G-protein-coupled receptors (GPCRs) are key regulators of human physiology and are the targets of many small-molecule research compounds and therapeutic drugs. While most of these ligands bind to their target GPCR with high affinity, selectivity is often limited at the receptor, tissue and cellular levels. Antibodies have the potential to address these limitations but their properties as GPCR ligands remain poorly characterized. Here, using protein engineering, pharmacological assays and structural studies, we develop maternally selective heavy-chain-only antibody (‘nanobody’) antagonists against the angiotensin II type I receptor and uncover the unusual molecular basis of their receptor antagonism. We further show that our nanobodies can simultaneously bind to angiotensin II type I receptor with specific small-molecule antagonists and demonstrate that ligand selectivity can be readily tuned. Our work illustrates that antibody fragments can exhibit rich and evolvable pharmacology, attesting to their potential as next-generation GPCR modulators.

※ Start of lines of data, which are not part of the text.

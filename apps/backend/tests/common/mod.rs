//! Common test utilities for integration tests.
//!
//! The service keeps no external state, so every test gets its own router
//! built from an in-memory config.

use axum::Router;
use serde_json::{json, Value};

use memorise_backend::config::Config;
use memorise_backend::{router, AppState};

/// Test context holding the router under test.
pub struct TestContext {
    app: Router,
}

impl TestContext {
    /// Create a context with default configuration.
    pub fn new() -> Self {
        Self::with_config(Config::default())
    }

    /// Create a context with a custom configuration.
    pub fn with_config(config: Config) -> Self {
        Self {
            app: router(AppState::new(config)),
        }
    }

    /// Get the router for use with axum-test.
    pub fn router(&self) -> Router {
        self.app.clone()
    }
}

/// Build a compare request body.
pub fn compare_body(reference: &str, candidate: &str) -> Value {
    json!({
        "reference": reference,
        "candidate": candidate,
    })
}

/// Build a compare request body with options.
pub fn compare_body_with(reference: &str, candidate: &str, options: Value) -> Value {
    json!({
        "reference": reference,
        "candidate": candidate,
        "options": options,
    })
}

/// Statuses of the entries in a serialized result, in order.
pub fn entry_statuses(body: &Value) -> Vec<String> {
    body["result"]["entries"]
        .as_array()
        .unwrap()
        .iter()
        .map(|e| e["status"].as_str().unwrap().to_string())
        .collect()
}
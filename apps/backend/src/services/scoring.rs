//! Scoring requests against memorise-core

use chrono::Utc;
use uuid::Uuid;

use crate::config::Config;
use crate::error::{ApiError, Result};
use crate::models::{CompareOptions, CompareRequest, CompareRequestOptions, CompareResponse};
use memorise_core::compare_with;

/// Merge request options over the defaults and the configured limits.
pub fn effective_options(options: &CompareRequestOptions, config: &Config) -> CompareOptions {
    let defaults = CompareOptions::default();
    CompareOptions {
        granularity: options.granularity.unwrap_or(config.default_granularity),
        case_sensitive: options.case_sensitive.unwrap_or(defaults.case_sensitive),
        annotate_substitutions: options
            .annotate_substitutions
            .unwrap_or(defaults.annotate_substitutions),
        max_units: config.max_units,
        max_cells: config.max_cells,
    }
}

/// Run scoring off the async runtime. Alignment is CPU and memory bound and
/// must not occupy a runtime worker.
pub async fn run_blocking<T, F>(work: F) -> Result<T>
where
    F: FnOnce() -> Result<T> + Send + 'static,
    T: Send + 'static,
{
    tokio::task::spawn_blocking(work)
        .await
        .map_err(|e| ApiError::Internal(format!("scoring task failed: {}", e)))?
}

/// Score one reconstruction.
pub fn score(request: &CompareRequest, config: &Config) -> Result<CompareResponse> {
    let pass_threshold = request
        .options
        .pass_threshold
        .unwrap_or(config.default_pass_threshold);
    if pass_threshold > 100 {
        return Err(ApiError::BadRequest(format!(
            "pass_threshold must be at most 100, got {}",
            pass_threshold
        )));
    }

    let options = effective_options(&request.options, config);
    let result = compare_with(&request.reference, &request.candidate, &options)?;

    tracing::debug!(
        total = result.total(),
        correct = result.correct_count(),
        missed = result.missed_count(),
        wrong = result.wrong_count(),
        extra = result.extra_count(),
        "Scored reconstruction"
    );

    Ok(CompareResponse {
        id: Uuid::new_v4(),
        analyzed_at: Utc::now(),
        pass_threshold,
        passed: result.is_passing(pass_threshold),
        segments: result.segments(),
        result,
    })
}

/// Score a batch; the first invalid item fails the whole batch.
pub fn score_batch(items: &[CompareRequest], config: &Config) -> Result<Vec<CompareResponse>> {
    if items.len() > config.max_batch_items {
        return Err(ApiError::BadRequest(format!(
            "batch has {} items, limit is {}",
            items.len(),
            config.max_batch_items
        )));
    }

    items
        .iter()
        .enumerate()
        .map(|(idx, item)| {
            score(item, config).map_err(|e| match e {
                ApiError::InvalidArgument(source) => ApiError::InvalidItem { index: idx, source },
                ApiError::BadRequest(msg) => ApiError::BadRequest(format!("item {}: {}", idx, msg)),
                other => other,
            })
        })
        .collect()
}
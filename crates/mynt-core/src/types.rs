use crate::plan::Plan;
use serde::{Deserialize, Serialize};
use time::OffsetDateTime;

/// Transaction ID format: `txn_<ulid>`
pub type TxnId = String;

/// Opaque user identifier supplied by the authentication collaborator.
pub type UserId = String;

/// Well-known transaction reasons.
pub mod reason {
    pub const PERIOD_RESET: &str = "period_reset";
    pub const SPEND: &str = "spend";
    pub const MANUAL_ADJUSTMENT: &str = "manual_adjustment";
}

/// Direction of a balance mutation. The stored amount is always a
/// non-negative magnitude; the kind carries the sign.
#[derive(Debug, Clone, Copy, PartialEq, Eq, Serialize, Deserialize)]
#[serde(rename_all = "lowercase")]
pub enum TxnKind {
    Credit,
    Debit,
}

impl TxnKind {
    pub fn as_str(&self) -> &'static str {
        match self {
            TxnKind::Credit => "credit",
            TxnKind::Debit => "debit",
        }
    }

    pub fn parse(s: &str) -> Option<Self> {
        match s {
            "credit" => Some(TxnKind::Credit),
            "debit" => Some(TxnKind::Debit),
            _ => None,
        }
    }
}

/// One wallet per user. Balance and period bounds are mutated only through
/// the ledger store; the plan field only through `set_plan`.
#[derive(Debug, Clone, Serialize, Deserialize)]
pub struct Wallet {
    pub user_id: UserId,
    pub balance_cents: i64,
    pub plan: Plan,
    #[serde(with = "time::serde::rfc3339")]
    pub last_reset_at: OffsetDateTime,
    #[serde(with = "time::serde::rfc3339")]
    pub next_reset_at: OffsetDateTime,
}

impl Wallet {
    /// Whether the current billing period has elapsed at `now`.
    pub fn reset_due(&self, now: OffsetDateTime) -> bool {
        now >= self.next_reset_at
    }
}

/// One row per balance mutation, append-only. `balance_after` snapshots the
/// wallet balance immediately after the mutation so history renders without
/// replay.
#[derive(Debug, Clone, Serialize, Deserialize)]
pub struct Transaction {
    pub txn_id: TxnId,
    pub user_id: UserId,
    pub kind: TxnKind,
    pub amount_cents: i64,
    pub balance_after: i64,
    pub reason: String,
    #[serde(default, skip_serializing_if = "Option::is_none")]
    pub action_type: Option<String>,
    #[serde(with = "time::serde::rfc3339")]
    pub created_at: OffsetDateTime,
}

impl Transaction {
    /// The mutation as a signed delta: debits negative, credits positive.
    pub fn signed_amount(&self) -> i64 {
        match self.kind {
            TxnKind::Credit => self.amount_cents,
            TxnKind::Debit => -self.amount_cents,
        }
    }
}
impl LedgerStore {
    /// Open an existing wallet.db.
    pub fn open(db_path: &Path) -> Result<Self, LedgerError> {
        let conn = Connection::open(db_path)?;
        let store = Self { conn };
        store.apply_pragmas()?;
        Ok(store)
    }

    /// Open or create wallet.db with full schema.
    pub fn open_or_create(db_path: &Path) -> Result<Self, LedgerError> {
        if let Some(parent) = db_path.parent() {
            std::fs::create_dir_all(parent)?;
        }
        let conn = Connection::open(db_path)?;
        let store = Self { conn };
        store.apply_pragmas()?;
        store.apply_schema()?;
        Ok(store)
    }

    fn apply_pragmas(&self) -> Result<(), LedgerError> {
        // busy_timeout first so concurrent first-opens wait instead of
        // failing while another connection switches the journal mode
        self.conn.execute_batch(
            "PRAGMA busy_timeout = 5000;
             PRAGMA journal_mode = WAL;
             PRAGMA foreign_keys = ON;",
        )?;
        Ok(())
    }

    fn apply_schema(&self) -> Result<(), LedgerError> {
        // Idempotent via IF NOT EXISTS
        self.conn.execute_batch(SCHEMA_SQL)?;
        self.conn.execute(
            "INSERT OR IGNORE INTO schema_meta (key, value) VALUES ('version', '1')",
            [],
        )?;
        Ok(())
    }

    // ── Wallets ─────────────────────────────────────────────────────

    /// Return the user's wallet, creating a zero-balance free-plan wallet
    /// with a full billing period ahead if none exists. Concurrent first
    /// accessors converge on the same row via the `user_id` primary key.
    pub fn get_or_create(&self, user_id: &str) -> Result<Wallet, LedgerError> {
        self.get_or_create_at(user_id, OffsetDateTime::now_utc())
    }

    pub fn get_or_create_at(
        &self,
        user_id: &str,
        now: OffsetDateTime,
    ) -> Result<Wallet, LedgerError> {
        let plan = Plan::Free;
        let next = now + time::Duration::days(plan.config().period_days);
        self.conn.execute(
            "INSERT INTO wallets (user_id, balance_cents, plan, last_reset_at, next_reset_at)
             VALUES (?1, 0, ?2, ?3, ?4)
             ON CONFLICT(user_id) DO NOTHING",
            params![user_id, plan.as_str(), to_rfc3339(now), to_rfc3339(next)],
        )?;
        self.wallet(user_id)
    }

    /// Read a wallet. `NotFound` if the user has no row.
    pub fn wallet(&self, user_id: &str) -> Result<Wallet, LedgerError> {
        match self.wallet_row(user_id)? {
            Some(row) => row_to_wallet(row),
            None => Err(LedgerError::NotFound(user_id.to_string())),
        }
    }

    /// Raw wallet row with timestamps still in stored form. Conditional
    /// writes compare against these stored strings, not re-formatted ones.
    pub(crate) fn wallet_row(&self, user_id: &str) -> Result<Option<WalletRow>, LedgerError> {
        let row = self
            .conn
            .query_row(
                "SELECT user_id, balance_cents, plan, last_reset_at, next_reset_at
                 FROM wallets WHERE user_id = ?1",
                params![user_id],
                |row| {
                    Ok(WalletRow {
                        user_id: row.get(0)?,
                        balance_cents: row.get(1)?,
                        plan: row.get(2)?,
                        last_reset_at: row.get(3)?,
                        next_reset_at: row.get(4)?,
                    })
                },
            )
            .optional()?;
        Ok(row)
    }

    /// Update the wallet's plan only. The id is validated against the
    /// catalog first. Balance and period bounds are left untouched and no
    /// transaction row is appended; the new allocation takes effect at the
    /// next period boundary.
    pub fn set_plan(&self, user_id: &str, plan_id: &str) -> Result<Wallet, LedgerError> {
        let plan: Plan = plan_id.parse()?;
        let changed = self.conn.execute(
            "UPDATE wallets SET plan = ?1 WHERE user_id = ?2",
            params![plan.as_str(), user_id],
        )?;
        if changed == 0 {
            return Err(LedgerError::NotFound(user_id.to_string()));
        }
        tracing::info!(user_id, plan = plan.as_str(), "plan changed");
        self.wallet(user_id)
    }

    // ── Balance mutation ────────────────────────────────────────────

    /// The sole primitive for balance change: read the balance, compute
    /// `new = balance + delta`, reject a negative result, then commit the
    /// conditional wallet update and the log append as one SQLite
    /// transaction. A concurrent mutation defeats the `WHERE balance_cents`
    /// predicate and the whole read-compute-write is retried.
    pub fn apply_transaction(
        &self,
        user_id: &str,
        delta_cents: i64,
        reason: &str,
        action_type: Option<&str>,
    ) -> Result<Applied, LedgerError> {
        for attempt in 0..MAX_WRITE_ATTEMPTS {
            let row = self
                .wallet_row(user_id)?
                .ok_or_else(|| LedgerError::NotFound(user_id.to_string()))?;
            let new_balance = row.balance_cents + delta_cents;
            if new_balance < 0 {
                return Err(LedgerError::InsufficientFunds {
                    balance_cents: row.balance_cents,
                    requested_cents: -delta_cents,
                });
            }

            let tx = self.conn.unchecked_transaction()?;
            let changed = tx.execute(
                "UPDATE wallets SET balance_cents = ?1
                 WHERE user_id = ?2 AND balance_cents = ?3",
                params![new_balance, user_id, row.balance_cents],
            )?;
            if changed == 0 {
                drop(tx);
                debug!(user_id, attempt, "conditional write lost, retrying");
                backoff(attempt);
                continue;
            }
            let txn_id = insert_transaction_row(
                &tx,
                user_id,
                delta_cents,
                new_balance,
                reason,
                action_type,
                &to_rfc3339(OffsetDateTime::now_utc()),
            )?;
            tx.commit()?;
            return Ok(Applied {
                txn_id,
                new_balance,
            });
        }
        Err(LedgerError::Conflict(user_id.to_string()))
    }

    // ── History ─────────────────────────────────────────────────────

    /// Transactions for a user, most recent first. `None` means the default
    /// limit; any limit is clamped to the hard cap.
    pub fn history(
        &self,
        user_id: &str,
        limit: Option<usize>,
    ) -> Result<Vec<Transaction>, LedgerError> {
        let limit = limit.unwrap_or(DEFAULT_HISTORY_LIMIT).min(MAX_HISTORY_LIMIT);
        let mut stmt = self.conn.prepare(
            "SELECT txn_id, user_id, kind, amount_cents, balance_after,
                    reason, action_type, created_at
             FROM transactions WHERE user_id = ?1
             ORDER BY rowid DESC LIMIT ?2",
        )?;
        let rows = stmt
            .query_map(params![user_id, limit as i64], |row| {
                Ok(TxnRow {
                    txn_id: row.get(0)?,
                    user_id: row.get(1)?,
                    kind: row.get(2)?,
                    amount_cents: row.get(3)?,
                    balance_after: row.get(4)?,
                    reason: row.get(5)?,
                    action_type: row.get(6)?,
                    created_at: row.get(7)?,
                })
            })?
            .collect::<Result<Vec<_>, _>>()?;
        rows.into_iter().map(row_to_transaction).collect()
    }
}
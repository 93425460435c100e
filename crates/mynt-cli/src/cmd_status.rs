use mynt_core::money::format_credits;
use mynt_ledger::LedgerStore;
use std::path::Path;

pub fn execute(db_path: &Path, user: &str, json: bool) -> anyhow::Result<()> {
    let store = LedgerStore::open_or_create(db_path)?;
    let status = store.status(user)?;

    if json {
        println!("{}", serde_json::to_string_pretty(&status)?);
        return Ok(());
    }

    println!("User {} ({})", status.user_id, status.plan);
    println!(
        "Balance: {} of {}",
        format_credits(status.balance_cents),
        format_credits(status.allocation.total_credits())
    );
    println!(
        "Spent this period: {} ({}%)",
        format_credits(status.spent_this_period_cents),
        status.percent_used
    );
    println!(
        "Per post: {} reactions, {} comments",
        status.allocation.reactions_per_post, status.allocation.comments_per_post
    );
    println!("Resets in {} days", status.days_remaining);
    Ok(())
}
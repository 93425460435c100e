//! The hot path: authorize and debit a metered action.
//!
//! Callers reserve credits here *before* performing costly work. A
//! rejection means the action must not proceed; there is no partial
//! fulfillment and no retroactive debit.

use crate::error::LedgerError;
use crate::store::{Applied, LedgerStore};
use mynt_core::reason;
use time::OffsetDateTime;
use tracing::debug;

impl LedgerStore {
    /// Atomically check and debit `amount_cents` for `action_type`.
    ///
    /// Runs [`maybe_reset`](Self::maybe_reset) first so the spend is always
    /// evaluated against the current period's allocation. Returns
    /// `InsufficientFunds` without appending anything if the balance cannot
    /// cover the debit.
    pub fn try_spend(
        &self,
        user_id: &str,
        amount_cents: i64,
        action_type: &str,
    ) -> Result<Applied, LedgerError> {
        self.try_spend_at(user_id, amount_cents, action_type, OffsetDateTime::now_utc())
    }

    /// Like [`try_spend`](Self::try_spend) with an explicit clock.
    pub fn try_spend_at(
        &self,
        user_id: &str,
        amount_cents: i64,
        action_type: &str,
        now: OffsetDateTime,
    ) -> Result<Applied, LedgerError> {
        if amount_cents <= 0 {
            return Err(LedgerError::InvalidAmount(amount_cents));
        }
        self.maybe_reset_at(user_id, now)?;
        let applied =
            self.apply_transaction(user_id, -amount_cents, reason::SPEND, Some(action_type))?;
        debug!(
            user_id,
            amount_cents,
            action_type,
            new_balance = applied.new_balance,
            "spend authorized"
        );
        Ok(applied)
    }
}
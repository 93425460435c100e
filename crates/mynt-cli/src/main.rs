mod cmd_grant;
mod cmd_history;
mod cmd_init;
mod cmd_plan;
mod cmd_reset;
mod cmd_spend;
mod cmd_status;

use clap::{Parser, Subcommand};
use std::path::PathBuf;

#[derive(Parser)]
#[command(name = "mynt", version, about = "Credit wallet ledger for metered actions")]
struct Cli {
    /// Path to the wallet database
    #[arg(long, global = true, default_value = "mynt.db")]
    db: PathBuf,

    #[command(subcommand)]
    cmd: Command,
}

#[derive(Subcommand)]
enum Command {
    /// Create the wallet database
    Init,
    /// Show a user's wallet status for the current period
    Status {
        /// User identifier
        user: String,
        /// Output as JSON
        #[arg(long)]
        json: bool,
    },
    /// List a user's transactions, most recent first
    History {
        /// User identifier
        user: String,
        /// Maximum rows (capped at 100)
        #[arg(long, default_value_t = 20)]
        limit: usize,
        /// Output as JSON lines
        #[arg(long)]
        json: bool,
    },
    /// Debit credits for a metered action
    Spend {
        /// User identifier
        user: String,
        /// Amount in cents
        amount_cents: i64,
        /// Metered action identifier (e.g. "analysis")
        #[arg(long)]
        action: String,
    },
    /// Credit a manual adjustment
    Grant {
        /// User identifier
        user: String,
        /// Amount in cents
        amount_cents: i64,
    },
    /// Run the billing-period check for a user
    Reset {
        /// User identifier
        user: String,
    },
    /// Inspect or change plans
    Plan {
        #[command(subcommand)]
        cmd: PlanCommand,
    },
}

#[derive(Subcommand)]
enum PlanCommand {
    /// Print the plan catalog
    List,
    /// Change a user's plan; the new allocation applies at the next period boundary
    Set {
        /// User identifier
        user: String,
        /// Plan id: free, starter, or pro
        plan: String,
    },
}

fn main() -> anyhow::Result<()> {
    tracing_subscriber::fmt()
        .with_env_filter(
            tracing_subscriber::EnvFilter::try_from_default_env()
                .unwrap_or_else(|_| tracing_subscriber::EnvFilter::new("info")),
        )
        .with_writer(std::io::stderr)
        .init();

    let cli = Cli::parse();
    match cli.cmd {
        Command::Init => cmd_init::execute(&cli.db),
        Command::Status { user, json } => cmd_status::execute(&cli.db, &user, json),
        Command::History { user, limit, json } => {
            cmd_history::execute(&cli.db, &user, limit, json)
        }
        Command::Spend {
            user,
            amount_cents,
            action,
        } => cmd_spend::execute(&cli.db, &user, amount_cents, &action),
        Command::Grant { user, amount_cents } => {
            cmd_grant::execute(&cli.db, &user, amount_cents)
        }
        Command::Reset { user } => cmd_reset::execute(&cli.db, &user),
        Command::Plan { cmd } => match cmd {
            PlanCommand::List => cmd_plan::list(),
            PlanCommand::Set { user, plan } => cmd_plan::set(&cli.db, &user, &plan),
        },
    }
}
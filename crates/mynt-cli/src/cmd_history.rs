use mynt_core::money::format_credits;
use mynt_core::Transaction;
use mynt_ledger::LedgerStore;
use std::path::Path;
use time::format_description::well_known::Rfc3339;

pub fn execute(db_path: &Path, user: &str, limit: usize, json: bool) -> anyhow::Result<()> {
    let store = LedgerStore::open_or_create(db_path)?;
    store.get_or_create(user)?;
    let history = store.history(user, Some(limit))?;

    if history.is_empty() {
        println!("No transactions for {user}.");
        return Ok(());
    }

    if json {
        for txn in &history {
            println!("{}", serde_json::to_string(txn)?);
        }
    } else {
        for txn in &history {
            print_txn_line(txn)?;
        }
        println!("\n({} transactions shown)", history.len());
    }
    Ok(())
}

fn print_txn_line(txn: &Transaction) -> anyhow::Result<()> {
    let ts = txn.created_at.format(&Rfc3339)?;
    let amount = txn.signed_amount();
    let sign = if amount >= 0 { "+" } else { "" };
    let action = txn
        .action_type
        .as_deref()
        .map(|a| format!(" [{a}]"))
        .unwrap_or_default();
    println!(
        "{ts}  {}  {sign}{}  {}{action}  balance {}",
        txn.txn_id,
        format_credits(amount),
        txn.reason,
        format_credits(txn.balance_after)
    );
    Ok(())
}
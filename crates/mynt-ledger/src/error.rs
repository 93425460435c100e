use mynt_core::plan::UnknownPlan;
use mynt_core::UserId;

/// Failure taxonomy for every public ledger operation.
///
/// `InsufficientFunds` is an expected business condition, not a failure:
/// callers surface it as a top-up/upgrade prompt and it is never logged at
/// error level. `Conflict` is transient; the whole operation may be retried.
#[derive(Debug, thiserror::Error)]
pub enum LedgerError {
    #[error("no wallet for user {0:?}")]
    NotFound(UserId),

    #[error(transparent)]
    UnknownPlan(#[from] UnknownPlan),

    #[error("insufficient funds: balance {balance_cents}, requested {requested_cents}")]
    InsufficientFunds {
        balance_cents: i64,
        requested_cents: i64,
    },

    #[error("amount must be positive, got {0}")]
    InvalidAmount(i64),

    #[error("wallet for user {0:?} kept changing concurrently; retry the operation")]
    Conflict(UserId),

    #[error("ledger store unavailable: {0}")]
    Store(#[from] rusqlite::Error),

    #[error("ledger store unavailable: {0}")]
    Io(#[from] std::io::Error),

    #[error("corrupt ledger record: {0}")]
    Corrupt(String),
}

impl LedgerError {
    /// Whether retrying the whole operation can succeed without any caller
    /// action (distinct from `InsufficientFunds`, which needs more credits).
    pub fn is_transient(&self) -> bool {
        matches!(self, LedgerError::Conflict(_))
    }
}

G 蛋白偶联受体 (GPCR) 是人体生理学的关键调节因子，也是许多小分子研究化合物和治疗药物的靶标。虽然大多数配体以高亲和力与其靶标 GPCR 结合，但选择性通常在受体、组织和细胞水平上受到限制。抗体有可能解决这些限制，但其作为 GPCR 配体的特性仍然知之甚少。在这里，我们利用蛋白质工程、药理学测定和结构研究，开发了针对血管紧张素 II I 型受体的母体选择性纯重链抗体（“纳米抗体”）拮抗剂，并揭示了其受体拮抗作用的不寻常的分子基础。我们进一步表明，我们的纳米抗体可以同时与特定的小分子拮抗剂结合到血管紧张素II I型受体上，并证明配体选择性可以很容易地调节。我们的工作表明抗体片段可以表现出丰富且可进化的药理学，证明了它们作为下一代 GPCR 调节剂的潜力。